(Source information Opens)
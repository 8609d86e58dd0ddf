//! Command-line argument definitions

use clap::{ArgAction, Parser, ValueEnum};
use colnorm_core::{parse_columns, parse_flag, unescape_delimiter, ColumnSet, Configuration, Toggles};
use std::ffi::OsString;
use std::path::PathBuf;

#[derive(Debug, Parser)]
#[command(name = "colnorm")]
#[command(about = "Normalize text in the given columns of a delimited file", long_about = None)]
#[command(version)]
pub struct Cli {
    /// Path to input file (read as ISO-8859-1)
    #[arg(short, long, value_name = "PATH")]
    pub input: PathBuf,

    /// Comma separated list of column indices to normalize
    #[arg(short, long, value_name = "LIST", value_parser = columns_arg)]
    pub cols: ColumnSet,

    /// Column delimiter; backslash escapes such as '\t' are decoded
    #[arg(short, long, value_parser = delimiter_arg)]
    pub delimiter: u8,

    /// File has header row (also accepted as -header)
    #[arg(long = "hasheader", value_name = "BOOL", value_parser = flag_arg, action = ArgAction::Set,
          num_args = 0..=1, default_value = "false", default_missing_value = "true")]
    pub has_header: bool,

    /// Path to output file (written as UTF-8, overwritten if present)
    #[arg(short, long, value_name = "PATH")]
    pub output: PathBuf,

    /// Fix broken unicode such as mojibake and garbled HTML entities
    #[arg(long = "fix_unicode", alias = "fix-unicode", value_name = "BOOL", value_parser = flag_arg,
          action = ArgAction::Set, num_args = 0..=1, default_value = "false", default_missing_value = "true")]
    pub fix_unicode: bool,

    /// Lowercase all text
    #[arg(long = "lowercase", value_name = "BOOL", value_parser = flag_arg, action = ArgAction::Set,
          num_args = 0..=1, default_value = "false", default_missing_value = "true")]
    pub lowercase: bool,

    /// Convert non-ASCII characters into their closest ASCII equivalents
    #[arg(long = "transliterate", value_name = "BOOL", value_parser = flag_arg, action = ArgAction::Set,
          num_args = 0..=1, default_value = "false", default_missing_value = "true")]
    pub transliterate: bool,

    /// Replace all URL strings with 'URL'
    #[arg(long = "no_urls", alias = "no-urls", value_name = "BOOL", value_parser = flag_arg,
          action = ArgAction::Set, num_args = 0..=1, default_value = "false", default_missing_value = "true")]
    pub no_urls: bool,

    /// Replace all email strings with 'EMAIL'
    #[arg(long = "no_emails", alias = "no-emails", value_name = "BOOL", value_parser = flag_arg,
          action = ArgAction::Set, num_args = 0..=1, default_value = "false", default_missing_value = "true")]
    pub no_emails: bool,

    /// Replace all phone number strings with 'PHONE'
    #[arg(long = "no_phone_numbers", alias = "no-phone-numbers", value_name = "BOOL", value_parser = flag_arg,
          action = ArgAction::Set, num_args = 0..=1, default_value = "false", default_missing_value = "true")]
    pub no_phone_numbers: bool,

    /// Replace all number-like strings with 'NUMBER'
    #[arg(long = "no_numbers", alias = "no-numbers", value_name = "BOOL", value_parser = flag_arg,
          action = ArgAction::Set, num_args = 0..=1, default_value = "false", default_missing_value = "true")]
    pub no_numbers: bool,

    /// Replace all currency symbols with their standard 3-letter abbreviations
    #[arg(long = "no_currency_symbols", alias = "no-currency-symbols", value_name = "BOOL",
          value_parser = flag_arg, action = ArgAction::Set, num_args = 0..=1, default_value = "false",
          default_missing_value = "true")]
    pub no_currency_symbols: bool,

    /// Remove all punctuation
    #[arg(long = "no_punct", alias = "no-punct", value_name = "BOOL", value_parser = flag_arg,
          action = ArgAction::Set, num_args = 0..=1, default_value = "false", default_missing_value = "true")]
    pub no_punct: bool,

    /// Replace English contractions with their unshortened forms
    #[arg(long = "no_contractions", alias = "no-contractions", value_name = "BOOL", value_parser = flag_arg,
          action = ArgAction::Set, num_args = 0..=1, default_value = "false", default_missing_value = "true")]
    pub no_contractions: bool,

    /// Replace accented characters with unaccented versions
    #[arg(long = "no_accents", alias = "no-accents", value_name = "BOOL", value_parser = flag_arg,
          action = ArgAction::Set, num_args = 0..=1, default_value = "false", default_missing_value = "true")]
    pub no_accents: bool,

    /// Collapse and trim whitespace after all other transforms
    #[arg(long = "normalize_whitespace", alias = "normalize-whitespace", value_name = "BOOL",
          value_parser = flag_arg, action = ArgAction::Set, num_args = 0..=1, default_value = "false",
          default_missing_value = "true")]
    pub normalize_whitespace: bool,

    /// Increase log verbosity (-v for debug, -vv for trace)
    #[arg(short, long, action = ArgAction::Count)]
    pub verbose: u8,

    /// Log output format
    #[arg(long = "log-format", value_enum, default_value = "pretty")]
    pub log_format: LogFormatArg,

    /// Print the run summary as JSON on stdout
    #[arg(long)]
    pub json: bool,
}

#[derive(Debug, Clone, Copy, PartialEq, Eq, ValueEnum)]
pub enum LogFormatArg {
    Pretty,
    Compact,
    Json,
}

impl Cli {
    /// Preprocessing switches selected on the command line
    pub fn toggles(&self) -> Toggles {
        Toggles {
            fix_unicode: self.fix_unicode,
            lowercase: self.lowercase,
            transliterate: self.transliterate,
            no_urls: self.no_urls,
            no_emails: self.no_emails,
            no_phone_numbers: self.no_phone_numbers,
            no_numbers: self.no_numbers,
            no_currency_symbols: self.no_currency_symbols,
            no_punct: self.no_punct,
            no_contractions: self.no_contractions,
            no_accents: self.no_accents,
        }
    }

    /// The immutable run configuration
    pub fn configuration(&self) -> Configuration {
        Configuration::new(&self.input, &self.output, self.delimiter, self.cols.clone())
            .with_header(self.has_header)
            .with_toggles(self.toggles())
            .with_normalize_whitespace(self.normalize_whitespace)
    }
}

/// Parse an argument vector (program name first)
pub fn parse_cli<I, T>(argv: I) -> Result<Cli, clap::Error>
where
    I: IntoIterator<Item = T>,
    T: Into<OsString>,
{
    Cli::try_parse_from(argv.into_iter().map(|arg| rewrite_header_flag(arg.into())))
}

/// Parse an argument vector straight into a [`Configuration`]
pub fn configure<I, T>(argv: I) -> Result<Configuration, clap::Error>
where
    I: IntoIterator<Item = T>,
    T: Into<OsString>,
{
    parse_cli(argv).map(|cli| cli.configuration())
}

// clap has no single-dash long flags, so `-header` is rewritten up front
fn rewrite_header_flag(arg: OsString) -> OsString {
    match arg.to_str() {
        Some("-header") => OsString::from("--hasheader"),
        Some(s) => match s.strip_prefix("-header=") {
            Some(value) => OsString::from(format!("--hasheader={}", value)),
            None => arg,
        },
        None => arg,
    }
}

fn flag_arg(value: &str) -> Result<bool, String> {
    parse_flag(value).map_err(|e| e.to_string())
}

fn columns_arg(value: &str) -> Result<ColumnSet, String> {
    parse_columns(value).map_err(|e| e.to_string())
}

fn delimiter_arg(value: &str) -> Result<u8, String> {
    unescape_delimiter(value).map_err(|e| e.to_string())
}

#[cfg(test)]
mod tests {
    use super::*;

    #[test]
    fn test_rewrite_header_flag() {
        assert_eq!(rewrite_header_flag("-header".into()), OsString::from("--hasheader"));
        assert_eq!(rewrite_header_flag("-header=yes".into()), OsString::from("--hasheader=yes"));
        assert_eq!(rewrite_header_flag("-headers".into()), OsString::from("-headers"));
        assert_eq!(rewrite_header_flag("--hasheader".into()), OsString::from("--hasheader"));
    }

    #[test]
    fn test_cli_definition_is_valid() {
        use clap::CommandFactory;
        Cli::command().debug_assert();
    }
}
//! colnorm-cli: argument parsing, logging setup and run reports for the `colnorm` binary

pub mod cli;
pub mod logging;
pub mod report;

pub use cli::{configure, parse_cli, Cli, LogFormatArg};
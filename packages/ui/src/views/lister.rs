use dioxus::prelude::*;
use store::{LoadState, ScreenNotices};

use crate::config::use_directory_config;
use crate::{use_user_list, InitialLoad, UserTable};

/// Read-only list of every user.
///
/// Shows skeleton rows until the fetch settles. A failed fetch replaces the
/// whole screen with the error line.
#[component]
pub fn ListerView() -> Element {
    let config = use_directory_config();
    let list = use_user_list(ScreenNotices::lister(), InitialLoad::Fetch);

    let state = (list.state)();
    if let LoadState::Failed(message) = state {
        return rsx! {
            p { class: "screen-error", "Error: {message}" }
        };
    }

    let skeleton_rows = list.is_loading().then_some(config.lister.skeleton_rows);

    rsx! {
        section {
            class: "screen",
            h1 { "Users List" }
            UserTable {
                users: list.all(),
                show_username: true,
                striped: true,
                skeleton_rows: skeleton_rows,
            }
        }
    }
}
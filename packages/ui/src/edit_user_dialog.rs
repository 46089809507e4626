use api::submit_update;
use dioxus::prelude::*;
use store::User;

use crate::components::{Button, ButtonVariant, Input, Label};
use crate::views::ModalOverlay;
use crate::UserList;

/// Modal form editing a copy of `user`.
///
/// Edits only touch the working copy; the list changes once the update
/// response arrives. The four inputs are `required`, which is all the
/// checking this form does.
#[component]
pub fn EditUserDialog(list: UserList, user: User, on_close: EventHandler<()>) -> Element {
    let mut working = use_signal(|| user.clone());
    let mut error = use_signal(|| Option::<String>::None);
    let mut busy = use_signal(|| false);

    let handle_submit = move |evt: FormEvent| {
        evt.prevent_default();
        if busy() {
            return;
        }
        busy.set(true);
        error.set(None);
        let current = working();
        list.spawn(async move {
            match submit_update(&list.client(), &current).await {
                Ok(updated) => {
                    busy.set(false);
                    list.updated(updated);
                    on_close.call(());
                }
                Err(e) => {
                    let message = e.to_string();
                    error.set(Some(message.clone()));
                    busy.set(false);
                    list.update_failed(&message);
                }
            }
        });
    };

    rsx! {
        ModalOverlay {
            title: "Edit User",
            on_close: move |_| {
                if !busy() {
                    on_close.call(());
                }
            },
            if let Some(message) = error() {
                p { class: "dialog-error", "{message}" }
            }
            form {
                class: "dialog-form",
                onsubmit: handle_submit,
                div {
                    class: "form-field",
                    Label { html_for: "edit-name", "Name" }
                    Input {
                        id: "edit-name",
                        value: working.read().name.clone(),
                        required: true,
                        oninput: move |evt: FormEvent| working.write().name = evt.value(),
                    }
                }
                div {
                    class: "form-field",
                    Label { html_for: "edit-email", "Email" }
                    Input {
                        id: "edit-email",
                        r#type: "email",
                        value: working.read().email.clone(),
                        required: true,
                        oninput: move |evt: FormEvent| working.write().email = evt.value(),
                    }
                }
                div {
                    class: "form-field",
                    Label { html_for: "edit-phone", "Phone" }
                    Input {
                        id: "edit-phone",
                        value: working.read().phone.clone(),
                        required: true,
                        oninput: move |evt: FormEvent| working.write().phone = evt.value(),
                    }
                }
                div {
                    class: "form-field",
                    Label { html_for: "edit-website", "Website" }
                    Input {
                        id: "edit-website",
                        value: working.read().website.clone(),
                        required: true,
                        oninput: move |evt: FormEvent| working.write().website = evt.value(),
                    }
                }
                div {
                    class: "dialog-actions",
                    Button {
                        variant: ButtonVariant::Outline,
                        disabled: busy(),
                        onclick: move |_| on_close.call(()),
                        "Cancel"
                    }
                    Button {
                        variant: ButtonVariant::Primary,
                        r#type: "submit",
                        disabled: busy(),
                        if busy() { "Updating..." } else { "Update" }
                    }
                }
            }
        }
    }
}
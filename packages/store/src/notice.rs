//! Notification values and the text each screen shows.
//!
//! A [`Notice`] is what a finished remote operation hands to the toast
//! channel. The wording differs per screen, so each screen carries a
//! [`ScreenNotices`] table instead of formatting messages inline.

/// Severity of a notification.
#[derive(Clone, Copy, Debug, PartialEq, Eq)]
pub enum NoticeLevel {
    Success,
    Error,
}

#[derive(Clone, Debug, PartialEq, Eq)]
pub struct Notice {
    pub level: NoticeLevel,
    pub message: String,
}

impl Notice {
    pub fn success(message: impl Into<String>) -> Self {
        Self {
            level: NoticeLevel::Success,
            message: message.into(),
        }
    }

    pub fn error(message: impl Into<String>) -> Self {
        Self {
            level: NoticeLevel::Error,
            message: message.into(),
        }
    }
}

/// How a failure is worded on a given screen.
#[derive(Clone, Copy, Debug, PartialEq, Eq)]
pub enum FailureText {
    /// `"<prefix><error>"`
    Detailed(&'static str),
    /// A fixed sentence; the error itself only goes to the log.
    Fixed(&'static str),
}

impl FailureText {
    fn render(&self, error: &str) -> String {
        match self {
            FailureText::Detailed(prefix) => format!("{prefix}{error}"),
            FailureText::Fixed(text) => text.to_string(),
        }
    }
}

/// Per-screen wording for every operation outcome.
///
/// `None` on a success entry means that outcome is not announced.
#[derive(Clone, Debug, PartialEq, Eq)]
pub struct ScreenNotices {
    pub fetched: Option<&'static str>,
    pub fetch_failed: FailureText,
    pub created: &'static str,
    pub create_failed: FailureText,
    pub updated: &'static str,
    pub update_failed: FailureText,
    pub deleted: &'static str,
    pub delete_failed: FailureText,
}

impl ScreenNotices {
    pub fn lister() -> Self {
        Self {
            fetched: None,
            fetch_failed: FailureText::Detailed("Error: "),
            ..Self::detailed()
        }
    }

    pub fn creator() -> Self {
        Self::detailed()
    }

    pub fn updater() -> Self {
        Self {
            fetch_failed: FailureText::Detailed("Error fetching users: "),
            ..Self::detailed()
        }
    }

    pub fn remover() -> Self {
        Self {
            fetched: Some("Users fetched successfully!"),
            fetch_failed: FailureText::Detailed("Error fetching users: "),
            ..Self::detailed()
        }
    }

    pub fn manager() -> Self {
        Self {
            fetched: None,
            fetch_failed: FailureText::Fixed("Error fetching users."),
            created: "User added successfully.",
            create_failed: FailureText::Fixed("Error adding new user."),
            updated: "User updated successfully.",
            update_failed: FailureText::Fixed("Error updating user."),
            deleted: "User deleted successfully.",
            delete_failed: FailureText::Fixed("Error deleting user."),
        }
    }

    fn detailed() -> Self {
        Self {
            fetched: None,
            fetch_failed: FailureText::Detailed("Error: "),
            created: "User created successfully!",
            create_failed: FailureText::Detailed("Error: "),
            updated: "User updated successfully!",
            update_failed: FailureText::Detailed("Error: "),
            deleted: "User deleted successfully!",
            delete_failed: FailureText::Detailed("Error: "),
        }
    }

    pub fn on_fetched(&self) -> Option<Notice> {
        self.fetched.map(Notice::success)
    }

    pub fn on_fetch_failed(&self, error: &str) -> Notice {
        Notice::error(self.fetch_failed.render(error))
    }

    pub fn on_created(&self) -> Notice {
        Notice::success(self.created)
    }

    pub fn on_create_failed(&self, error: &str) -> Notice {
        Notice::error(self.create_failed.render(error))
    }

    pub fn on_updated(&self) -> Notice {
        Notice::success(self.updated)
    }

    pub fn on_update_failed(&self, error: &str) -> Notice {
        Notice::error(self.update_failed.render(error))
    }

    pub fn on_deleted(&self) -> Notice {
        Notice::success(self.deleted)
    }

    pub fn on_delete_failed(&self, error: &str) -> Notice {
        Notice::error(self.delete_failed.render(error))
    }
}

#[cfg(test)]
mod tests {
    use super::*;

    #[test]
    fn test_detailed_failures_carry_the_error() {
        let n = ScreenNotices::creator().on_create_failed("Failed to create user");
        assert_eq!(n.level, NoticeLevel::Error);
        assert_eq!(n.message, "Error: Failed to create user");
    }

    #[test]
    fn test_manager_failures_are_fixed() {
        let n = ScreenNotices::manager().on_update_failed("HTTP 500");
        assert_eq!(n.message, "Error updating user.");
    }

    #[test]
    fn test_only_remover_announces_fetch() {
        assert!(ScreenNotices::lister().on_fetched().is_none());
        assert!(ScreenNotices::manager().on_fetched().is_none());
        let n = ScreenNotices::remover().on_fetched().unwrap();
        assert_eq!(n, Notice::success("Users fetched successfully!"));
    }

    #[test]
    fn test_remover_fetch_failure_wording() {
        let n = ScreenNotices::remover().on_fetch_failed("boom");
        assert_eq!(n.message, "Error fetching users: boom");
    }
}
use dioxus::prelude::*;
use store::{RuleSet, ScreenNotices, UserDraft};

use crate::components::{Button, ButtonVariant};
use crate::icons::FaPlus;
use crate::{use_user_list, CreateUserDialog, Icon, InitialLoad, UserTable};

/// Create form plus a table of the users created on this screen.
///
/// The table starts empty; nothing is fetched.
#[component]
pub fn CreatorView() -> Element {
    let list = use_user_list(ScreenNotices::creator(), InitialLoad::Empty);
    let draft = use_signal(UserDraft::default);
    let mut open = use_signal(|| false);

    rsx! {
        section {
            class: "screen",
            h1 { "Create User" }
            div {
                class: "screen-toolbar",
                Button {
                    variant: ButtonVariant::Primary,
                    onclick: move |_| open.set(true),
                    Icon { icon: FaPlus, width: 12, height: 12 }
                    " Create New User"
                }
            }
            UserTable { users: list.all() }

            if open() {
                CreateUserDialog {
                    list: list,
                    draft: draft,
                    rules: RuleSet::creator(),
                    show_username: true,
                    on_close: move |_| open.set(false),
                }
            }
        }
    }
}
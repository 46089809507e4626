//! Configuration context shared by every screen.

use dioxus::prelude::*;
use store::DirectoryConfig;

/// The [`DirectoryConfig`] installed by the app root, or the defaults when
/// rendered outside of one.
pub fn use_directory_config() -> DirectoryConfig {
    try_use_context::<DirectoryConfig>().unwrap_or_default()
}

/// Parse the bundled `userdir.toml`, falling back to the defaults.
pub fn load_config(raw: &str) -> DirectoryConfig {
    match DirectoryConfig::from_toml(raw) {
        Ok(config) => config,
        Err(e) => {
            tracing::warn!("Ignoring {}: {e}", DirectoryConfig::filename());
            DirectoryConfig::default()
        }
    }
}

#[cfg(test)]
mod tests {
    use super::*;

    #[test]
    fn test_load_config_falls_back_on_garbage() {
        assert_eq!(load_config("[api\nbase_url ="), DirectoryConfig::default());
    }

    #[test]
    fn test_load_config_reads_overrides() {
        let config = load_config("[notifications]\nduration_ms = 1500\n");
        assert_eq!(config.notifications.duration_ms, 1500);
        assert_eq!(config.api, DirectoryConfig::default().api);
    }
}
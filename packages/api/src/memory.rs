use std::sync::{Arc, Mutex, MutexGuard, PoisonError};

use store::{Record, RecordId};

use crate::collection::RemoteCollection;
use crate::error::{ApiError, Operation};

/// In-memory collection for tests and offline demos.
///
/// Behaves like a permissive mock backend: creates get the next numeric id
/// (or a fixed echo id, see [`echo_create_id`](MemoryCollection::echo_create_id)),
/// updates of unknown ids answer 404, deletes always succeed.
#[derive(Clone, Debug)]
pub struct MemoryCollection<R> {
    inner: Arc<Mutex<Inner<R>>>,
}

#[derive(Debug)]
struct Inner<R> {
    records: Vec<R>,
    next_id: u64,
    echo_id: Option<RecordId>,
    failing: Option<u16>,
    calls: usize,
}

impl<R: Record> Default for MemoryCollection<R> {
    fn default() -> Self {
        Self::seeded(Vec::new())
    }
}

impl<R: Record> MemoryCollection<R> {
    pub fn new() -> Self {
        Self::default()
    }

    pub fn seeded(records: Vec<R>) -> Self {
        let next_id = records
            .iter()
            .filter_map(|r| match r.id() {
                Some(RecordId::Number(n)) => Some(*n),
                _ => None,
            })
            .max()
            .unwrap_or(0)
            + 1;
        Self {
            inner: Arc::new(Mutex::new(Inner {
                records,
                next_id,
                echo_id: None,
                failing: None,
                calls: 0,
            })),
        }
    }

    /// Answer every create with this id instead of a fresh one.
    pub fn echo_create_id(self, id: impl Into<RecordId>) -> Self {
        self.lock().echo_id = Some(id.into());
        self
    }

    /// Make every following call fail with `status`; `None` heals it.
    pub fn set_failing(&self, status: Option<u16>) {
        self.lock().failing = status;
    }

    /// Number of calls received so far, failed ones included.
    pub fn calls(&self) -> usize {
        self.lock().calls
    }

    /// Snapshot of what the "server" currently holds.
    pub fn records(&self) -> Vec<R> {
        self.lock().records.clone()
    }

    fn lock(&self) -> MutexGuard<'_, Inner<R>> {
        self.inner.lock().unwrap_or_else(PoisonError::into_inner)
    }

    fn begin(&self, op: Operation) -> Result<MutexGuard<'_, Inner<R>>, ApiError> {
        let mut inner = self.lock();
        inner.calls += 1;
        match inner.failing {
            Some(status) => Err(ApiError::Status { op, status }),
            None => Ok(inner),
        }
    }
}

impl<R: Record> RemoteCollection<R> for MemoryCollection<R> {
    async fn list(&self) -> Result<Vec<R>, ApiError> {
        let inner = self.begin(Operation::List)?;
        Ok(inner.records.clone())
    }

    async fn create(&self, record: &R) -> Result<R, ApiError> {
        let mut inner = self.begin(Operation::Create)?;
        let id = match inner.echo_id.clone() {
            Some(id) => id,
            None => {
                let n = inner.next_id;
                inner.next_id += 1;
                RecordId::Number(n)
            }
        };
        let mut created = record.clone();
        created.set_id(id);
        inner.records.push(created.clone());
        Ok(created)
    }

    async fn update(&self, id: &RecordId, record: &R) -> Result<R, ApiError> {
        let op = Operation::Update;
        let mut inner = self.begin(op)?;
        let slot = inner
            .records
            .iter_mut()
            .find(|r| r.id() == Some(id))
            .ok_or(ApiError::Status { op, status: 404 })?;
        let mut updated = record.clone();
        updated.set_id(id.clone());
        *slot = updated.clone();
        Ok(updated)
    }

    async fn delete(&self, id: &RecordId) -> Result<(), ApiError> {
        let mut inner = self.begin(Operation::Delete)?;
        inner.records.retain(|r| r.id() != Some(id));
        Ok(())
    }
}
(Source information Closes)
## Exercise instructions
If a line in the records holds the string "onclick", copy it.

## Answer to this exercise
                        onclick: move |_| on_close.call(()),
                    onclick: move |_| open.set(true),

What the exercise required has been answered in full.